Kant identifies nature with the scientific picture of it as the realm of law [Kant, by McDowell]
     Full Idea: For Kant the idea of nature is the idea of the realm of law, the idea that came into focus with the rise of modern science.
     From: report of Immanuel Kant (Critique of Pure Reason [1781]) by John McDowell - Mind and World V.4
     A reaction: Any doubts about the existence of laws of nature (e.g. Ideas 5470, 6781, 5474) would pull the mat out from under this view. I am inclined to view nature as the realm of natural kinds, which give rise to the regularities we call 'laws'.
26. Natural Theory / A. Speculations on Nature / 2. Natural Purpose / b. Limited purposes
Reason must assume as necessary that everything in a living organism has a proportionate purpose [Kant]
     Full Idea: Regarding the nature of living beings in this world, reason must assume as a necessary principle that no organ, no faculty, nothing superfluous, or disproportionate to its use, hence nothing purposeless, is to be met with.

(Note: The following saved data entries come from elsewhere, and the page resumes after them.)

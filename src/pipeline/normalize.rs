//! Text cleanup between extraction and the model call.
//!
//! Each rule is a plain function backed by a `Lazy<Regex>` so the regexes are
//! compiled once per process. Order matters: the decimal-comma repair runs
//! before the noise strip, otherwise `18,9` could lose its comma context.

use once_cell::sync::Lazy;
use regex::Regex;

static RE_DECIMAL_COMMA: Lazy<Regex> = Lazy::new(|| Regex::new(r"(\d+),(\d+)").unwrap());
static RE_HSPACE: Lazy<Regex> = Lazy::new(|| Regex::new(r"[ \t]+").unwrap());
static RE_BLANK_LINES: Lazy<Regex> = Lazy::new(|| Regex::new(r"\n\s*\n").unwrap());
static RE_NOISE: Lazy<Regex> =
    Lazy::new(|| Regex::new(r"[^\w\s/%()\-:.,<>*€$£¥]").unwrap());

/// Clean extracted text for the model.
///
/// * `18,9` becomes `18.9`
/// * runs of spaces/tabs collapse to one space
/// * blank-line runs collapse to a single newline
/// * symbols outside the allowed set are dropped (letters of any script,
///   digits and `/ % ( ) - : . , < > *` plus currency signs survive)
///
/// Applying it twice yields the same result as applying it once.
pub fn clean_text(raw: &str) -> String {
    let text = normalize_line_endings(raw);
    let text = strip_invisible(&text);
    let text = RE_DECIMAL_COMMA.replace_all(&text, "$1.$2");
    let text = RE_NOISE.replace_all(&text, "");
    let text = RE_HSPACE.replace_all(&text, " ");
    let text = RE_BLANK_LINES.replace_all(&text, "\n");
    text.trim().to_string()
}

fn normalize_line_endings(s: &str) -> String {
    s.replace("\r\n", "\n").replace('\r', "\n")
}

/// Remove zero-width characters, soft hyphens and BOMs pdfium leaves behind.
fn strip_invisible(s: &str) -> String {
    s.chars()
        .filter(|c| !matches!(c, '\u{200B}'..='\u{200D}' | '\u{00AD}' | '\u{FEFF}' | '\u{2060}'))
        .map(|c| if c == '\u{00A0}' { ' ' } else { c })
        .collect()
}

#[cfg(test)]
mod tests {
    use super::*;

    #[test]
    fn decimal_comma_becomes_point() {
        assert_eq!(clean_text("Zsír 18,9 g"), "Zsír 18.9 g");
        assert_eq!(clean_text("1,5,2"), "1.5,2");
    }

    #[test]
    fn whitespace_collapses() {
        assert_eq!(clean_text("a  \t b\n\n\n c"), "a b\n c");
        assert_eq!(clean_text("  padded  "), "padded");
    }

    #[test]
    fn crlf_normalised() {
        assert_eq!(clean_text("a\r\n\r\nb\rc"), "a\nb\nc");
    }

    #[test]
    fn noise_symbols_removed_letters_kept() {
        assert_eq!(clean_text("Tápérték ★ 100g~"), "Tápérték 100g");
        assert_eq!(clean_text("<0.5 g* (20%)"), "<0.5 g* (20%)");
        assert_eq!(clean_text("Energie: 1520 kJ/364 kcal"), "Energie: 1520 kJ/364 kcal");
    }

    #[test]
    fn invisible_chars_dropped() {
        assert_eq!(clean_text("so\u{00AD}dium\u{200B}"), "sodium");
        assert_eq!(clean_text("10\u{00A0}g"), "10 g");
    }

    #[test]
    fn idempotent() {
        let raw = "Nutrition  facts\n\n Fat 3,4 g ★\r\n Salt 1,2g";
        let once = clean_text(raw);
        assert_eq!(clean_text(&once), once);
    }
}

     From: Immanuel Kant (Critique of Pure Reason [1781], B425)
     A reaction: Extraordinary to treat this as an a priori truth! In fact Darwin seems to have discovered that most organs have a purpose, but sometimes they have become redundant, and certainly they can be disproportionate. Did Kant really need that massive intellect?
26. Natural Theory / A. Speculations on Nature / 7. Later Matter Theories / c. Matter as extension
Extension and impenetrability together make the concept of matter [Kant]
     Full Idea: Extension and impenetrability together constitute the concept of matter.
     From: Immanuel Kant (Critique of Pure Reason [1781], B646/A618)
     A reaction: Descartes had settled for extension alone. Kant's simple claim is probably now just a historical footnote, as we would now turn to physicists to define matter. Extension might survive, but impenetrability is not a key notion in quantum mechanics.